You can access the plenary poster and free registration link here.

Kevin Huang:

Kevin Huang 黃儀軒 (he/him) is the co-founder and executive director of hua foundation, an organization – based in Vancouver – with the mission of strengthening the capacity among East Asian diasporic youth, in solidarity with other communities, to challenge, change, and create systems for a more equitable and just future. His work has ranged from scaling culturally sensitive consumer-based conservation strategies through a project called Shark Truth, advancing municipal food policy to address inclusion and racial equity, to providing supports for youth from ethnocultural communities to reclaim their cultural identity on their own terms. Kevin organizes in Vancouver’s Chinatown and serves on committees with Vancity Credit Union, Vancouver Foundation, and the City of Vancouver. Over the past year, Kevin has been spending his time directing community based COVID-19 response projects that address language and cultural gaps including culturally appropriate emergency food relief projects.

Linda Black Elk:

Linda Black Elk is an ethnobotanist and food sovereignty activist specializing in teaching about culturally important plants and their uses as food and medicine.

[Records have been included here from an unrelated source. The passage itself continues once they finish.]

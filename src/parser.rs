// src/parser.rs
use std::collections::HashMap;

use crate::http::{Method, Version};

#[derive(Debug, Clone, Copy, PartialEq, Eq)]
pub enum ParseState {
    RequestLine,
    Headers,
    Body,
    Complete,
}

/// Incremental HTTP/1.x request parser.
///
/// `parse` may be called repeatedly as more bytes arrive; each call picks
/// up where the previous one stopped and returns how many bytes it
/// consumed. The state only ever advances; a malformed input sets the
/// bad-request flag and forces the state to `Complete`, short-circuiting
/// everything that follows.
#[derive(Debug)]
pub struct HttpRequest {
    state: ParseState,
    bad: bool,
    method: Method,
    path: String,
    version: Option<Version>,
    params: HashMap<String, String>,
    headers: HashMap<String, String>,
    body: Vec<u8>,
    content_length: Option<usize>,
}

impl HttpRequest {
    pub fn new() -> Self {
        Self {
            state: ParseState::RequestLine,
            bad: false,
            method: Method::Unknown,
            path: String::new(),
            version: None,
            params: HashMap::new(),
            headers: HashMap::new(),
            body: Vec::new(),
            content_length: None,
        }
    }

    /// Clear all state for the next request on a kept-alive connection.
    pub fn reset(&mut self) {
        *self = Self::new();
    }

    /// Consume as much of `data[start..]` as the current phase allows.
    /// Returns the number of bytes consumed by this call; zero means the
    /// parser needs more input (or is already complete).
    pub fn parse(&mut self, data: &[u8], start: usize) -> usize {
        let mut consumed = 0;

        if self.state == ParseState::RequestLine {
            consumed += self.parse_request_line(data, start);
        }
        if self.state == ParseState::Headers {
            consumed += self.parse_headers(data, start + consumed);
        }
        if self.state == ParseState::Body {
            consumed += self.parse_body(data, start + consumed);
        }

        consumed
    }

    pub fn is_complete(&self) -> bool {
        self.state == ParseState::Complete
    }

    pub fn is_bad(&self) -> bool {
        self.bad
    }

    pub fn method(&self) -> Method {
        self.method
    }

    pub fn path(&self) -> &str {
        &self.path
    }

    pub fn version(&self) -> Option<Version> {
        self.version
    }

    pub fn param(&self, key: &str) -> Option<&str> {
        self.params.get(key).map(String::as_str)
    }

    pub fn params(&self) -> &HashMap<String, String> {
        &self.params
    }

    /// Header lookup; names are matched case-insensitively.
    pub fn header(&self, name: &str) -> Option<&str> {
        self.headers
            .get(&name.to_ascii_lowercase())
            .map(String::as_str)
    }

    pub fn headers(&self) -> &HashMap<String, String> {
        &self.headers
    }

    pub fn body(&self) -> &[u8] {
        &self.body
    }

    /// Force the bad-request outcome from outside the parser (e.g. when
    /// the request exceeds the configured size limit).
    pub fn mark_bad(&mut self) {
        self.set_bad();
    }

    fn set_bad(&mut self) {
        self.bad = true;
        self.state = ParseState::Complete;
    }

    fn parse_request_line(&mut self, data: &[u8], start: usize) -> usize {
        let Some(line_end) = find_crlf(data, start) else {
            return 0; // wait for a full line
        };
        let line = &data[start..line_end];

        let Ok(line) = std::str::from_utf8(line) else {
            self.set_bad();
            return 0;
        };

        let Some(sp1) = line.find(' ') else {
            self.set_bad();
            return 0;
        };
        let method = Method::from_bytes(line[..sp1].as_bytes());
        if method == Method::Unknown {
            self.set_bad();
            return 0;
        }

        let rest = &line[sp1 + 1..];
        let Some(sp2) = rest.find(' ') else {
            self.set_bad();
            return 0;
        };
        let uri = &rest[..sp2];
        if !self.parse_uri(uri) {
            self.set_bad();
            return 0;
        }

        let Some(version) = Version::from_bytes(rest[sp2 + 1..].as_bytes()) else {
            self.set_bad();
            return 0;
        };

        self.method = method;
        self.version = Some(version);
        self.state = ParseState::Headers;
        line.len() + 2
    }

    /// Split `path?k1=v1&k2=v2` into the path and its query map.
    /// Duplicate keys keep the last value.
    fn parse_uri(&mut self, uri: &str) -> bool {
        if uri.is_empty() {
            return false;
        }

        let Some(qmark) = uri.find('?') else {
            self.path = uri.to_string();
            return true;
        };

        let path = &uri[..qmark];
        if path.is_empty() {
            return false;
        }
        let raw_params = &uri[qmark + 1..];
        if raw_params.is_empty() {
            // a "?" with nothing behind it
            return false;
        }

        for pair in raw_params.split('&') {
            let Some(eq) = pair.find('=') else {
                return false;
            };
            let key = &pair[..eq];
            if key.is_empty() {
                return false;
            }
            self.params
                .insert(key.to_string(), pair[eq + 1..].to_string());
        }

        self.path = path.to_string();
        true
    }

    fn parse_headers(&mut self, data: &[u8], start: usize) -> usize {
        let mut consumed = 0;
        let mut cursor = start;

        loop {
            let Some(line_end) = find_crlf(data, cursor) else {
                return consumed; // wait for a full line
            };

            if line_end == cursor {
                // blank line terminates the header block
                consumed += 2;
                self.state = if self.method.has_body() {
                    ParseState::Body
                } else {
                    ParseState::Complete
                };
                return consumed;
            }

            let Ok(line) = std::str::from_utf8(&data[cursor..line_end]) else {
                self.set_bad();
                return consumed;
            };
            let Some(colon) = line.find(':') else {
                self.set_bad();
                return consumed;
            };
            let key = &line[..colon];
            if key.is_empty() {
                self.set_bad();
                return consumed;
            }
            let value = line[colon + 1..].trim_start();

            self.headers
                .insert(key.to_ascii_lowercase(), value.to_string());

            consumed += line.len() + 2;
            cursor = line_end + 2;
        }
    }

    fn parse_body(&mut self, data: &[u8], start: usize) -> usize {
        let need = match self.content_length {
            Some(n) => n,
            None => match self.header("content-length") {
                // No declared length: the body phase ends with an empty body.
                None => {
                    self.state = ParseState::Complete;
                    return 0;
                }
                Some(v) => match v.trim().parse::<usize>() {
                    Ok(n) => {
                        self.content_length = Some(n);
                        n
                    }
                    Err(_) => {
                        self.set_bad();
                        return 0;
                    }
                },
            },
        };

        if self.body.len() >= need {
            self.state = ParseState::Complete;
            return 0;
        }

        let avail = data.len().saturating_sub(start);
        let take = (need - self.body.len()).min(avail);
        self.body.extend_from_slice(&data[start..start + take]);

        if self.body.len() == need {
            self.state = ParseState::Complete;
        }
        take
    }
}

impl Default for HttpRequest {
    fn default() -> Self {
        Self::new()
    }
}

fn find_crlf(data: &[u8], start: usize) -> Option<usize> {
    if start >= data.len() {
        return None;
    }
    data[start..]
        .windows(2)
        .position(|w| w == b"\r\n")
        .map(|p| start + p)
}

#[cfg(test)]
mod tests {
    use super::*;

    fn parse_all(req: &mut HttpRequest, data: &[u8]) -> usize {
        let mut parsed = 0;
        parsed += req.parse(data, parsed);
        parsed
    }

    #[test]
    fn get_with_query() {
        let data = b"GET /search?q=test&page=2 HTTP/1.1\r\nHost: x\r\nConnection: close\r\n\r\n";
        let mut req = HttpRequest::new();
        let consumed = parse_all(&mut req, data);

        assert!(req.is_complete());
        assert!(!req.is_bad());
        assert_eq!(req.method(), Method::Get);
        assert_eq!(req.path(), "/search");
        assert_eq!(req.param("q"), Some("test"));
        assert_eq!(req.param("page"), Some("2"));
        assert_eq!(req.header("Host"), Some("x"));
        assert_eq!(req.header("connection"), Some("close"));
        assert_eq!(consumed, data.len());
    }

    #[test]
    fn missing_space_is_bad_request() {
        let data = b"GET/search HTTP/1.1\r\n";
        let mut req = HttpRequest::new();
        req.parse(data, 0);

        assert!(req.is_bad());
        assert!(req.is_complete());
        // once bad, further input is ignored
        assert_eq!(req.parse(b"Host: x\r\n\r\n", 0), 0);
    }

    #[test]
    fn resumable_over_arbitrary_chunks() {
        let data: &[u8] =
            b"POST /submit?a=1 HTTP/1.1\r\nHost: h\r\nContent-Length: 11\r\n\r\nhello world";

        // parse whole-buffer once for the reference result
        let mut whole = HttpRequest::new();
        let whole_consumed = whole.parse(data, 0);

        // feed the same bytes one at a time through a growing buffer
        let mut chunked = HttpRequest::new();
        let mut buf = Vec::new();
        let mut parsed = 0;
        for &b in data {
            buf.push(b);
            parsed += chunked.parse(&buf, parsed);
        }

        assert!(whole.is_complete() && chunked.is_complete());
        assert_eq!(parsed, whole_consumed);
        assert_eq!(parsed, data.len());
        assert_eq!(chunked.method(), whole.method());
        assert_eq!(chunked.path(), whole.path());
        assert_eq!(chunked.param("a"), Some("1"));
        assert_eq!(chunked.body(), whole.body());
        assert_eq!(chunked.body(), b"hello world");
    }

    #[test]
    fn post_body_in_two_chunks() {
        let head = b"POST /data HTTP/1.1\r\nContent-Length: 27\r\n\r\n";
        let body = b"abcdefghijklmnopqrstuvwxyz!";
        assert_eq!(body.len(), 27);

        let mut req = HttpRequest::new();
        let mut buf = Vec::from(&head[..]);
        buf.extend_from_slice(&body[..10]);
        let mut parsed = req.parse(&buf, 0);
        assert!(!req.is_complete());

        buf.extend_from_slice(&body[10..]);
        parsed += req.parse(&buf, parsed);

        assert!(req.is_complete());
        assert!(!req.is_bad());
        assert_eq!(req.body(), &body[..]);
        assert_eq!(parsed, head.len() + body.len());
    }

    #[test]
    fn trailing_bytes_are_not_consumed() {
        let data = b"GET / HTTP/1.1\r\n\r\nGET /next HTTP/1.1\r\n\r\n";
        let mut req = HttpRequest::new();
        let consumed = req.parse(data, 0);

        assert!(req.is_complete());
        assert_eq!(consumed, b"GET / HTTP/1.1\r\n\r\n".len());
    }

    #[test]
    fn post_without_content_length_completes_empty() {
        let data = b"POST /x HTTP/1.1\r\nHost: h\r\n\r\n";
        let mut req = HttpRequest::new();
        req.parse(data, 0);

        assert!(req.is_complete());
        assert!(!req.is_bad());
        assert!(req.body().is_empty());
    }

    #[test]
    fn malformed_content_length_is_bad() {
        let data = b"POST /x HTTP/1.1\r\nContent-Length: many\r\n\r\n";
        let mut req = HttpRequest::new();
        req.parse(data, 0);

        assert!(req.is_bad());
        assert!(req.is_complete());
    }

    #[test]
    fn unknown_method_and_version_are_bad() {
        let mut req = HttpRequest::new();
        req.parse(b"BREW /pot HTTP/1.1\r\n", 0);
        assert!(req.is_bad());

        let mut req = HttpRequest::new();
        req.parse(b"GET /pot HTTP/2.0\r\n", 0);
        assert!(req.is_bad());
    }

    #[test]
    fn query_edge_cases() {
        // dangling '?'
        let mut req = HttpRequest::new();
        req.parse(b"GET /p? HTTP/1.1\r\n\r\n", 0);
        assert!(req.is_bad());

        // pair without '='
        let mut req = HttpRequest::new();
        req.parse(b"GET /p?flag HTTP/1.1\r\n\r\n", 0);
        assert!(req.is_bad());

        // empty value is fine, duplicate key keeps the last value
        let mut req = HttpRequest::new();
        req.parse(b"GET /p?a=&a=2 HTTP/1.1\r\n\r\n", 0);
        assert!(!req.is_bad());
        assert_eq!(req.param("a"), Some("2"));
    }

    #[test]
    fn header_without_colon_is_bad() {
        let mut req = HttpRequest::new();
        req.parse(b"GET / HTTP/1.1\r\nbogus line\r\n\r\n", 0);
        assert!(req.is_bad());
    }

    #[test]
    fn incomplete_line_waits_without_state_change() {
        let mut req = HttpRequest::new();
        assert_eq!(req.parse(b"GET /index.html HTT", 0), 0);
        assert!(!req.is_complete());
        assert!(!req.is_bad());
    }

    #[test]
    fn reset_clears_everything() {
        let mut req = HttpRequest::new();
        req.parse(b"GET /a?x=1 HTTP/1.1\r\nHost: h\r\n\r\n", 0);
        assert!(req.is_complete());

        req.reset();
        assert!(!req.is_complete());
        assert_eq!(req.path(), "");
        assert!(req.params().is_empty());
        assert!(req.headers().is_empty());
    }
}
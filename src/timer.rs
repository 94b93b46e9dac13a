// src/timer.rs
use std::cmp::Reverse;
use std::collections::{BinaryHeap, HashMap};
use std::time::Instant;

pub type ConnId = i32;

#[derive(Debug, Clone, Copy, PartialEq, Eq, PartialOrd, Ord)]
struct TimerNode {
    expire: Instant,
    id: ConnId,
}

/// Idle-deadline tracker with lazy deletion.
///
/// Refreshing a deadline pushes a fresh heap entry instead of reordering
/// the old one, so the heap accumulates stale duplicates over time. The
/// map is the single source of truth: a popped heap entry counts as
/// expired only if the map still holds that exact (id, expire) pair;
/// anything else is a leftover from an earlier refresh or a removed id
/// and is dropped on the spot. Removal therefore only touches the map.
pub struct TimerManager {
    queue: BinaryHeap<Reverse<TimerNode>>,
    map: HashMap<ConnId, Instant>,
}

impl TimerManager {
    pub fn new() -> Self {
        Self {
            queue: BinaryHeap::new(),
            map: HashMap::new(),
        }
    }

    pub fn add_or_refresh(&mut self, id: ConnId, expire: Instant) {
        self.queue.push(Reverse(TimerNode { expire, id }));
        self.map.insert(id, expire);
    }

    pub fn remove(&mut self, id: ConnId) {
        self.map.remove(&id);
    }

    /// Pop every deadline at or before `now` and return the ids whose
    /// entries are still authoritative. Stale duplicates self-discard.
    pub fn sweep(&mut self, now: Instant) -> Vec<ConnId> {
        let mut expired = Vec::new();

        while let Some(Reverse(top)) = self.queue.peek().copied() {
            if top.expire > now {
                break;
            }
            self.queue.pop();

            match self.map.get(&top.id) {
                Some(&current) if current == top.expire => {
                    self.map.remove(&top.id);
                    expired.push(top.id);
                }
                _ => {} // stale duplicate or removed id
            }
        }

        expired
    }

    /// Number of live deadlines (not heap entries).
    pub fn len(&self) -> usize {
        self.map.len()
    }

    pub fn is_empty(&self) -> bool {
        self.map.is_empty()
    }
}

impl Default for TimerManager {
    fn default() -> Self {
        Self::new()
    }
}

#[cfg(test)]
mod tests {
    use super::*;
    use std::time::Duration;

    #[test]
    fn refresh_supersedes_earlier_deadline() {
        let now = Instant::now();
        let t1 = now + Duration::from_millis(100);
        let t2 = now + Duration::from_millis(300);

        let mut mgr = TimerManager::new();
        mgr.add_or_refresh(7, t1);
        mgr.add_or_refresh(7, t2);

        // at t1+eps the old entry is a stale duplicate
        let expired = mgr.sweep(t1 + Duration::from_millis(1));
        assert!(expired.is_empty());
        assert_eq!(mgr.len(), 1);

        // at t2+eps exactly one expiry fires
        let expired = mgr.sweep(t2 + Duration::from_millis(1));
        assert_eq!(expired, vec![7]);
        assert!(mgr.is_empty());

        // and it never fires twice
        assert!(mgr.sweep(t2 + Duration::from_secs(1)).is_empty());
    }

    #[test]
    fn removed_ids_never_expire() {
        let now = Instant::now();
        let mut mgr = TimerManager::new();
        mgr.add_or_refresh(1, now + Duration::from_millis(10));
        mgr.add_or_refresh(2, now + Duration::from_millis(10));
        mgr.remove(1);
        // removing an unknown id is a no-op
        mgr.remove(99);

        let expired = mgr.sweep(now + Duration::from_millis(20));
        assert_eq!(expired, vec![2]);
    }

    #[test]
    fn sweep_reports_in_deadline_order() {
        let now = Instant::now();
        let mut mgr = TimerManager::new();
        mgr.add_or_refresh(3, now + Duration::from_millis(30));
        mgr.add_or_refresh(1, now + Duration::from_millis(10));
        mgr.add_or_refresh(2, now + Duration::from_millis(20));

        let expired = mgr.sweep(now + Duration::from_millis(40));
        assert_eq!(expired, vec![1, 2, 3]);
    }

    #[test]
    fn future_deadlines_stop_the_sweep() {
        let now = Instant::now();
        let mut mgr = TimerManager::new();
        mgr.add_or_refresh(1, now + Duration::from_millis(10));
        mgr.add_or_refresh(2, now + Duration::from_secs(60));

        let expired = mgr.sweep(now + Duration::from_millis(20));
        assert_eq!(expired, vec![1]);
        assert_eq!(mgr.len(), 1);
    }

    #[test]
    fn many_refreshes_leave_one_live_deadline() {
        let now = Instant::now();
        let mut mgr = TimerManager::new();
        for i in 0..100u64 {
            mgr.add_or_refresh(5, now + Duration::from_millis(i));
        }
        assert_eq!(mgr.len(), 1);

        let expired = mgr.sweep(now + Duration::from_secs(1));
        assert_eq!(expired, vec![5]);
    }
}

Linda works to build ways of thinking that will promote and protect food sovereignty, traditional plant knowledge, and environmental quality as an extension of the fight against hydraulic fracturing and the fossil fuels industry. Linda and her family have been spearheading a grassroots effort to provide organic, traditional, shelf stable food and traditional Indigenous medicines to elders and others in need. Linda has written for numerous publications, and is the author of “Watoto Unyutapi”, a field guide to edible wild plants of the Dakota people. Linda spends her time foraging, hiking, hunting, and fishing on the prairie with her husband and three sons, who are all members of the Oceti Sakowin. Linda currently serves as the Food Sovereignty Coordinator at United Tribes Technical College in Bismarck, North Dakota.

Gabriel Allahdua:

Gabriel Allahdua is a former migrant farm worker. He is now an organizer with the collective Justicia for migrant workers. He is also on the steering committee of the Black Creek Community Farm.



Shannon Chief:

Shannon Chief was born and raised to the Wolf Clan in the Anishnabe-Algonquin Nation. She is a cultural carrier who contributes to the decolonization and restoration of Anishnabe sovereignty, including protection of water, land, animals and language. She advocates on issues arising from climate change which have cruel repercussions in her nation and culture. She has co-developed a Land Based Curriculum to support and strengthen her peoples’ language and hopes to build a Teaching Lodge on the land.
Shannon has contributed her knowledge to social movements like the Ottawa Social Forum 2014, World Social Forums 2017, Quebec Native Women’s Association in the Indigenous Women Against Extractivism’s Written Declaration and she was an Advisor to the Ottawa Powershift Youth Forum in 2019. She is presently on the Advisory Council for International Dam Watch. As a self-employed artist, she creates handmade mukluks, mitts, moccasins and other beaded accessories through her Ojimak Wear & Designs home business.

Stephanie Morningstar:

Stephanie is Mohawk on her mother’s side and of mixed European descent on her father’s side. She is an herbalist, soil and seed steward, scholar, student, and Earth Worker dedicated to decolonizing and liberating minds, hearts, and land- one plant, person, ecosystem, and non-human being at a time. Stephanie is the Executive Director of the Northeast Farmers of Color Land Trust, an organization dedicated to advancing land access for BIPOC land stewards of color. Stephanie tends medicines at Sky World Apothecary & Farm and teaches about the wonders of plant medicine at Seed, Soil, + Spirit School.
Stephanie’s theory of change is rooted in community-driven, self-determined solutions created by BIPOC communities for BIPOC communities. She carries with her over a decade of Indigenous community-driven systems change work in healthcare, legal, herbal, agricultural, land access, and academic research spaces where she cut her teeth on speaking Truth to Power.


Moderator: Tabitha Robin

Tabitha Robin is a mixed ancestry Swampy Cree researcher, educator, and writer. She is a PhD Candidate at the University of Manitoba, studying Indigenous Food Sovereignty in the Faculty of Social Work and the Department of Native Studies. She spends much of her time on the land, working with her people, and learning traditional Cree food practices. She has worked on research projects with the National Indigenous Diabetes Association, Four Arrows Regional Health Authority, the Indian and Metis Friendship Centre in Winnipeg and Neechi Commons.